Group Theory Collection

A comprehensive collection of permutation composition datasets for various mathematical groups, organized by computational complexity classes. This dataset is designed for studying the "Illusion of State" phenomenon in state-space models and transformer architectures.

Overview

This dataset provides 94 individual permutation group datasets spanning 10 different group families, systematically organized to facilitate research on the computational boundaries between solvable and non-solvable groups. The organization reflects the fundamental distinction between TC⁰-computable (solvable groups) and NC¹-complete (non-solvable groups) problems.

Research Motivation

Recent theoretical work demonstrates that TC⁰ models, including Transformers and standard State-Space Models (SSMs), cannot solve NC¹-complete problems such as composing permutations in non-solvable groups. This dataset enables researchers to:

Empirically verify theoretical computational complexity boundaries
Study the "Illusion of State" phenomenon in neural architectures
Benchmark mathematical reasoning capabilities of sequence models
Investigate generalization patterns across different group structures
Analyze the relationship between model architecture and algebraic computation

Dataset Structure

The dataset is organized in three complementary ways to support different research approaches:

1. Flat Organization (data/)

All 94 individual group datasets are available for direct access in a flat structure, facilitating straightforward loading and comparison across groups.

2. TC⁰ Complexity Class (TC0/)

Contains 58 solvable groups that can theoretically be computed by constant-depth threshold circuits. These groups serve as positive controls where current neural architectures should succeed.

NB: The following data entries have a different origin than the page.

// Copyright 2025 Schelling Point Labs Inc
// SPDX-License-Identifier: AGPL-3.0-only

//! One global step index over a sequence of independently growing buffers.
//!
//! The timeline owns a render entry followed by any number of action entries
//! and a single cursor counting the rows revealed across all of them. Derived
//! state is exposed through an immutable [`TimelineSnapshot`] that is cached
//! until the next mutation, so repeated reads return the same `Arc`.
//!
//! Rows are always revealed in entry order: while an entry is still streaming
//! and every row it has produced so far is released, stepping waits for it
//! instead of moving on to the next entry.

use std::collections::BTreeMap;
use std::sync::{Arc, Mutex, MutexGuard, Weak};

use tokio::sync::watch;
use tokio::task::JoinHandle;
use tracing::{debug, trace};

use crate::chunk_buffer::ChunkBuffer;
use crate::decoder::DecodedHandle;
use crate::error::{StreamError, TimelineError};

#[derive(Debug, Clone, PartialEq, Eq)]
pub enum EntryKind {
    Render,
    Action { name: String, args: String },
}

/// Derived view of one entry.
#[derive(Clone)]
pub struct EntryView {
    pub kind: EntryKind,
    pub rows: Vec<Arc<str>>,
    pub decoded: DecodedHandle,
    pub error: Option<StreamError>,
    pub chunk_start: usize,
    pub chunk_count: usize,
    pub can_delete: bool,
    pub is_active: bool,
    pub is_done: bool,
    pub is_streaming: bool,
}

impl EntryView {
    pub fn chunk_end(&self) -> usize {
        self.chunk_start + self.chunk_count
    }

    /// Rows of this entry already revealed by the global cursor.
    pub fn revealed(&self, cursor: usize) -> usize {
        cursor.saturating_sub(self.chunk_start).min(self.chunk_count)
    }
}

impl std::fmt::Debug for EntryView {
    fn fmt(&self, f: &mut std::fmt::Formatter<'_>) -> std::fmt::Result {
        f.debug_struct("EntryView")
            .field("kind", &self.kind)
            .field("chunk_start", &self.chunk_start)
            .field("chunk_count", &self.chunk_count)
            .field("can_delete", &self.can_delete)
            .field("is_active", &self.is_active)
            .field("is_done", &self.is_done)
            .field("is_streaming", &self.is_streaming)
            .finish()
    }
}

#[derive(Debug, Clone)]
pub struct TimelineSnapshot {
    pub entries: Vec<EntryView>,
    pub cursor: usize,
    pub total_chunks: usize,
    pub is_at_start: bool,
    pub is_at_end: bool,
    pub is_streaming: bool,
}

/// Coarse lifecycle of a timeline.
#[derive(Debug, Clone, Copy, PartialEq, Eq)]
pub enum TimelinePhase {
    Empty,
    Rendering,
    Interactive,
}

struct Entry {
    kind: EntryKind,
    buffer: Arc<ChunkBuffer>,
    watcher: JoinHandle<()>,
}

impl Drop for Entry {
    fn drop(&mut self) {
        self.watcher.abort();
    }
}

#[derive(Default)]
struct State {
    entries: Vec<Entry>,
    cursor: usize,
    cached: Option<Arc<TimelineSnapshot>>,
}

/// Where the cursor sits relative to the entries.
enum Position {
    /// Inside entry `index`, `local` rows into it, `count` rows buffered.
    Within {
        index: usize,
        local: usize,
        count: usize,
    },
    /// Every buffered row up to a still-streaming entry is revealed.
    Waiting,
    End,
}

impl State {
    fn position(&self) -> Position {
        let mut remaining = self.cursor;
        for (index, entry) in self.entries.iter().enumerate() {
            let progress = entry.buffer.progress_now();
            if remaining < progress.rows {
                return Position::Within {
                    index,
                    local: remaining,
                    count: progress.rows,
                };
            }
            if !progress.done {
                return Position::Waiting;
            }
            remaining -= progress.rows;
        }
        Position::End
    }

    fn chunk_start(&self, index: usize) -> usize {
        self.entries[..index]
            .iter()
            .map(|e| e.buffer.row_count())
            .sum()
    }

    fn compute(&self) -> TimelineSnapshot {
        let cursor = self.cursor;
        let mut chunk_start = 0;
        let mut is_streaming = false;
        let entries = self
            .entries
            .iter()
            .map(|entry| {
                let buffer = &entry.buffer;
                let rows = buffer.rows();
                let done = buffer.is_done();
                let chunk_count = rows.len();
                let chunk_end = chunk_start + chunk_count;
                is_streaming |= !done;
                let view = EntryView {
                    kind: entry.kind.clone(),
                    rows,
                    decoded: buffer.decoded(),
                    error: buffer.error(),
                    chunk_start,
                    chunk_count,
                    can_delete: cursor <= chunk_start,
                    is_active: cursor >= chunk_start && cursor < chunk_end,
                    is_done: cursor >= chunk_end,
                    is_streaming: !done,
                };
                chunk_start = chunk_end;
                view
            })
            .collect();
        TimelineSnapshot {
            entries,
            cursor,
            total_chunks: chunk_start,
            is_at_start: cursor == 0,
            is_at_end: cursor >= chunk_start,
            is_streaming,
        }
    }
}

type Listener = Arc<dyn Fn() + Send + Sync>;

/// Handle returned by [`Timeline::subscribe`]; dropping it unsubscribes.
pub struct Subscription {
    timeline: Weak<Timeline>,
    id: u64,
}

impl Drop for Subscription {
    fn drop(&mut self) {
        if let Some(timeline) = self.timeline.upgrade() {
            let mut listeners = timeline.listeners.lock().unwrap_or_else(|e| e.into_inner());
            listeners.entries.remove(&self.id);
        }
    }
}

#[derive(Default)]
struct Listeners {
    next_id: u64,
    entries: BTreeMap<u64, Listener>,
}

pub struct Timeline {
    state: Mutex<State>,
    listeners: Mutex<Listeners>,
    changes: watch::Sender<u64>,
    weak_self: Weak<Timeline>,
}

impl std::fmt::Debug for Timeline {
    fn fmt(&self, f: &mut std::fmt::Formatter<'_>) -> std::fmt::Result {
        let state = self.lock();
        f.debug_struct("Timeline")
            .field("entries", &state.entries.len())
            .field("cursor", &state.cursor)
            .finish()
    }
}

impl Timeline {
    pub fn new() -> Arc<Self> {
        let (changes, _) = watch::channel(0);
        Arc::new_cyclic(|weak_self| Self {
            state: Mutex::new(State::default()),
            listeners: Mutex::new(Listeners::default()),
            changes,
            weak_self: weak_self.clone(),
        })
    }

    fn lock(&self) -> MutexGuard<'_, State> {
        self.state.lock().unwrap_or_else(|e| e.into_inner())
    }

    /// Drop the cached snapshot and tell everyone who is listening.
    fn notify(&self) {
        self.lock().cached = None;
        self.changes.send_modify(|revision| *revision += 1);
        let listeners: Vec<Listener> = {
            let listeners = self.listeners.lock().unwrap_or_else(|e| e.into_inner());
            listeners.entries.values().cloned().collect()
        };
        for listener in listeners {
            listener();
        }
    }

    /// Register a change listener. Listeners may read the snapshot.
    pub fn subscribe(&self, listener: impl Fn() + Send + Sync + 'static) -> Subscription {
        let mut listeners = self.listeners.lock().unwrap_or_else(|e| e.into_inner());
        let id = listeners.next_id;
        listeners.next_id += 1;
        listeners.entries.insert(id, Arc::new(listener));
        Subscription {
            timeline: self.weak_self.clone(),
            id,
        }
    }

    /// Change counter, bumped on every mutation or buffer progress.
    pub fn changes(&self) -> watch::Receiver<u64> {
        self.changes.subscribe()
    }

    pub fn snapshot(&self) -> Arc<TimelineSnapshot> {
        let mut state = self.lock();
        if let Some(cached) = &state.cached {
            return cached.clone();
        }
        let snapshot = Arc::new(state.compute());
        state.cached = Some(snapshot.clone());
        snapshot
    }

    pub fn cursor(&self) -> usize {
        self.lock().cursor
    }

    pub fn len(&self) -> usize {
        self.lock().entries.len()
    }

    pub fn is_empty(&self) -> bool {
        self.lock().entries.is_empty()
    }

    pub fn buffer(&self, index: usize) -> Option<Arc<ChunkBuffer>> {
        self.lock().entries.get(index).map(|e| e.buffer.clone())
    }

    pub fn phase(&self) -> TimelinePhase {
        let state = self.lock();
        match state.entries.first() {
            None => TimelinePhase::Empty,
            Some(render) => {
                let progress = render.buffer.progress_now();
                if progress.done && state.cursor >= progress.rows {
                    TimelinePhase::Interactive
                } else {
                    TimelinePhase::Rendering
                }
            }
        }
    }

    fn watch(&self, buffer: &Arc<ChunkBuffer>) -> JoinHandle<()> {
        let mut progress = buffer.progress();
        let timeline = self.weak_self.clone();
        tokio::spawn(async move {
            while progress.changed().await.is_ok() {
                let Some(timeline) = timeline.upgrade() else {
                    break;
                };
                timeline.notify();
                if progress.borrow().done {
                    break;
                }
            }
        })
    }

    /// Install the render entry. Only valid while the timeline is empty.
    pub fn set_render(&self, buffer: Arc<ChunkBuffer>) -> Result<(), TimelineError> {
        {
            let mut state = self.lock();
            if !state.entries.is_empty() {
                return Err(TimelineError::RenderAlreadySet);
            }
            let watcher = self.watch(&buffer);
            state.entries.push(Entry {
                kind: EntryKind::Render,
                buffer,
                watcher,
            });
            state.cursor = 0;
        }
        debug!("render entry set");
        self.notify();
        Ok(())
    }

    /// Append an action entry. The cursor does not move.
    pub fn add_action(
        &self,
        name: impl Into<String>,
        args: impl Into<String>,
        buffer: Arc<ChunkBuffer>,
    ) {
        let index = {
            let mut state = self.lock();
            let watcher = self.watch(&buffer);
            state.entries.push(Entry {
                kind: EntryKind::Action {
                    name: name.into(),
                    args: args.into(),
                },
                buffer,
                watcher,
            });
            state.entries.len() - 1
        };
        debug!(entry = index, "action entry added");
        self.notify();
    }

    /// Remove an entry the cursor has not reached yet.
    ///
    /// Returns `false` (and changes nothing) for an unknown index or an entry
    /// whose first row is already revealed.
    pub fn delete_entry(&self, index: usize) -> bool {
        let removed = {
            let mut state = self.lock();
            if index >= state.entries.len() || state.cursor > state.chunk_start(index) {
                return false;
            }
            state.entries.remove(index)
        };
        debug!(entry = index, "entry deleted");
        drop(removed);
        self.notify();
        true
    }

    /// Reveal exactly one more row. Returns whether a row was revealed.
    pub fn step_forward(&self) -> bool {
        {
            let mut state = self.lock();
            let Position::Within { index, local, .. } = state.position() else {
                return false;
            };
            state.entries[index].buffer.release(local + 1);
            state.cursor += 1;
            trace!(entry = index, cursor = state.cursor, "stepped");
        }
        self.notify();
        true
    }

    /// Reveal every buffered row of the entry under the cursor. Returns the
    /// number of rows revealed.
    pub fn skip_to_entry_end(&self) -> usize {
        let revealed = {
            let mut state = self.lock();
            let Position::Within { index, local, count } = state.position() else {
                return 0;
            };
            state.entries[index].buffer.release(count);
            state.cursor += count - local;
            trace!(entry = index, cursor = state.cursor, "skipped to entry end");
            count - local
        };
        self.notify();
        revealed
    }

    /// Remove every entry and rewind the cursor.
    pub fn clear(&self) {
        let removed = {
            let mut state = self.lock();
            state.cursor = 0;
            std::mem::take(&mut state.entries)
        };
        drop(removed);
        self.notify();
    }
}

3. NC¹ Complexity Class (NC1/)

Contains 36 non-solvable groups requiring logarithmic-depth circuits for computation. These groups represent problems that are provably beyond the computational capacity of TC⁰ models.

Usage

Basic Loading

from datasets import load_dataset

# Load specific group datasets using config names
s5_data = load_dataset("BeeGass/Group-Theory-Collection", name="s5")
a4_data = load_dataset("BeeGass/Group-Theory-Collection", name="a4")
m11_data = load_dataset("BeeGass/Group-Theory-Collection", name="m11")

# Alternative: Load from data directories
s5_data = load_dataset("BeeGass/Group-Theory-Collection", data_dir="data/s5")
tc0_cyclic = load_dataset("BeeGass/Group-Theory-Collection", data_dir="TC0/c10")
nc1_symmetric = load_dataset("BeeGass/Group-Theory-Collection", data_dir="NC1/s7")

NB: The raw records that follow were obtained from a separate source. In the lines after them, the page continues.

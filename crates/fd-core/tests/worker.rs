// Copyright 2025 Schelling Point Labs Inc
// SPDX-License-Identifier: AGPL-3.0-only

mod common;

use std::sync::Arc;

use common::{capture_sandbox, eventually, RENDER_ROWS};
use fd_core::compiler::build_manifest;
use fd_core::error::StreamError;
use fd_core::{EncodedArgs, Sandbox, WorkerConfig, WorkerRequest, WorkerResponse, WorkerSandbox};
use futures::StreamExt;
use tokio::sync::mpsc;
use tokio_util::sync::CancellationToken;

struct FakeWorker {
    requests: mpsc::UnboundedReceiver<WorkerRequest>,
    responses: mpsc::UnboundedSender<WorkerResponse>,
}

fn connect(timeout_ms: u64) -> (Arc<WorkerSandbox>, FakeWorker) {
    let (req_tx, req_rx) = mpsc::unbounded_channel();
    let (resp_tx, resp_rx) = mpsc::unbounded_channel();
    let sandbox = WorkerSandbox::connect(
        req_tx,
        resp_rx,
        WorkerConfig {
            ready_timeout_ms: timeout_ms,
        },
        CancellationToken::new(),
    );
    (
        Arc::new(sandbox),
        FakeWorker {
            requests: req_rx,
            responses: resp_tx,
        },
    )
}

async fn collect(stream: fd_core::ByteStream) -> Vec<Result<Vec<u8>, StreamError>> {
    stream.collect().await
}

#[tokio::test]
async fn hosted_runtime_serves_render_and_actions() {
    let runtime = capture_sandbox();
    let worker = WorkerSandbox::spawn(runtime.clone(), WorkerConfig::default());

    worker
        .deploy("code", &build_manifest("client", &[]), &["like".to_string()])
        .await
        .unwrap();
    assert_eq!(runtime.deployment().unwrap().code, "code");

    let rendered: Vec<u8> = collect(worker.render().await.unwrap())
        .await
        .into_iter()
        .flat_map(|chunk| chunk.unwrap())
        .collect();
    assert_eq!(rendered, RENDER_ROWS.as_bytes());

    let action = worker
        .call_action("like", EncodedArgs::String("[1]".into()))
        .await
        .unwrap();
    assert_eq!(collect(action).await, vec![Ok(b"0:{\"count\":6}\n".to_vec())]);

    let Err(err) = worker
        .call_action("nope", EncodedArgs::String("[]".into()))
        .await
    else {
        panic!("unknown action should be rejected");
    };
    assert_eq!(err.message, "Action \"nope\" not found");
}

#[tokio::test]
async fn terminating_the_client_stops_the_hosted_runtime() {
    let runtime = capture_sandbox();
    let worker = WorkerSandbox::spawn(runtime.clone(), WorkerConfig::default());
    worker.terminate();
    assert!(worker.is_terminated());
    eventually(|| runtime.is_terminated()).await;

    let Err(err) = worker.render().await else {
        panic!("render after terminate should be rejected");
    };
    assert_eq!(err.message, "Worker terminated");
}

#[tokio::test]
async fn calls_fail_when_the_worker_never_becomes_ready() {
    let (sandbox, _worker) = connect(50);
    let Err(err) = sandbox.render().await else {
        panic!("render should time out");
    };
    assert_eq!(err.message, "Worker did not become ready within 50 ms");
}

#[tokio::test]
async fn throw_before_data_rejects_the_call() {
    let (sandbox, mut worker) = connect(1000);
    worker.responses.send(WorkerResponse::Ready).unwrap();

    let call = tokio::spawn({
        let sandbox = sandbox.clone();
        async move { sandbox.render().await }
    });
    let request = worker.requests.recv().await.unwrap();
    assert!(matches!(request, WorkerRequest::Render { .. }));
    worker
        .responses
        .send(WorkerResponse::Throw {
            request_id: request.request_id(),
            error: "No code deployed".into(),
            stack: Some("at render".into()),
        })
        .unwrap();

    let Err(err) = call.await.unwrap() else {
        panic!("throw before data should reject the call");
    };
    assert_eq!(err.message, "No code deployed");
    assert_eq!(err.stack.as_deref(), Some("at render"));
}

#[tokio::test]
async fn throw_after_data_errors_the_stream() {
    let (sandbox, mut worker) = connect(1000);
    worker.responses.send(WorkerResponse::Ready).unwrap();

    let call = tokio::spawn({
        let sandbox = sandbox.clone();
        async move { sandbox.render().await }
    });
    let request_id = worker.requests.recv().await.unwrap().request_id();
    worker
        .responses
        .send(WorkerResponse::Next {
            request_id,
            value: b"0:1\n".to_vec(),
        })
        .unwrap();
    worker
        .responses
        .send(WorkerResponse::Throw {
            request_id,
            error: "render failed".into(),
            stack: None,
        })
        .unwrap();

    let mut stream = call.await.unwrap().expect("data arrived first");
    assert_eq!(stream.next().await, Some(Ok(b"0:1\n".to_vec())));
    assert_eq!(
        stream.next().await,
        Some(Err(StreamError::new("render failed")))
    );
}

#[tokio::test]
async fn terminate_fails_pending_calls() {
    let (sandbox, mut worker) = connect(1000);
    worker.responses.send(WorkerResponse::Ready).unwrap();

    let call = tokio::spawn({
        let sandbox = sandbox.clone();
        async move { sandbox.render().await }
    });
    worker.requests.recv().await.unwrap();
    sandbox.terminate();

    let Err(err) = call.await.unwrap() else {
        panic!("pending call should fail on terminate");
    };
    assert_eq!(err.message, "Worker terminated");
}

# Access train/test splits
train_data = s5_data["train"]
test_data = s5_data["test"]

Data Format

Each example contains the following fields:

{
    'input_sequence': "123 456 789 ...",             # Space-separated permutation IDs (variable length)
    'target': "234",                                  # Result of composition as string
    'sequence_length': 512,                           # Length of input sequence (varies from 3 to 1024)
    'group_degree': 7,                                # Degree of the permutation group (e.g., S7 acts on 7 elements)
    'group_order': 5040,                              # Order (size) of the group (e.g., |S7| = 7!)
    'group_type': "symmetric"                         # Type of the group
}

Note: Sequences contain a variable number of permutation IDs (uniformly distributed between 3 and 1024). The provided target is the composition of all permutations in the input sequence.

Working with Different Sequence Lengths

The dataset already contains sequences of varying lengths (3 to 1024). You can filter or analyze based on sequence length:

# Load full dataset
dataset = load_dataset("BeeGass/Group-Theory-Collection", name="s5")

# Example: Filter for specific sequence lengths
short_sequences = dataset['train'].filter(lambda x: x['sequence_length'] <= 32)
medium_sequences = dataset['train'].filter(lambda x: 32 < x['sequence_length'] <= 256)
long_sequences = dataset['train'].filter(lambda x: x['sequence_length'] > 256)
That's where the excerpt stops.